— WHAT THE TASK REQUIRES —
Scan the entries for "ComponentType". Every line that holds it is to be copied.

Saved entries:
*** Begin section ***
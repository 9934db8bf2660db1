//! Rule to limit the number of parameters of a method.

use taylor_core::{Component, ComponentType, Priority, Rule, RuleOutcome, RuleSettings};

/// Rule name for excessive parameter list.
pub const NAME: &str = "ExcessiveParameterList";

/// Documentation link.
pub const URL: &str = "http://phpmd.org/rules/codesize.html#excessiveparameterlist";

/// Default limit.
pub const DEFAULT_LIMIT: usize = 3;

/// Limits the number of parameters declared by a function.
#[derive(Debug, Clone)]
pub struct ExcessiveParameterList {
    settings: RuleSettings,
}

impl Default for ExcessiveParameterList {
    fn default() -> Self {
        Self::new()
    }
}

impl ExcessiveParameterList {
    /// Creates a new rule with default settings.
    #[must_use]
    pub fn new() -> Self {
        Self {
            settings: RuleSettings::new(DEFAULT_LIMIT, Priority::P3),
        }
    }
}

impl Rule for ExcessiveParameterList {
    fn name(&self) -> &'static str {
        NAME
    }

    fn description(&self) -> &'static str {
        "Limits the number of parameters of a method"
    }

    fn external_info_url(&self) -> &'static str {
        URL
    }

    fn settings(&self) -> &RuleSettings {
        &self.settings
    }

    fn settings_mut(&mut self) -> &mut RuleSettings {
        &mut self.settings
    }

    fn check(&self, component: &Component) -> RuleOutcome {
        if !component.is_a(ComponentType::Function) {
            return RuleOutcome::not_applicable();
        }
        let parameters = component.count_children(ComponentType::Parameter);
        let limit = self.limit();
        RuleOutcome::against_limit(parameters, limit, || {
            format!(
                "Method '{}' has {parameters} parameters. The allowed number of parameters is {limit}",
                component.display_name()
            )
        })
    }
}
*** End section ***
— COMPLETED EXERCISE —
use taylor_core::{Component, ComponentType, Priority, Rule, RuleOutcome, RuleSettings};
        if !component.is_a(ComponentType::Function) {
        let parameters = component.count_children(ComponentType::Parameter);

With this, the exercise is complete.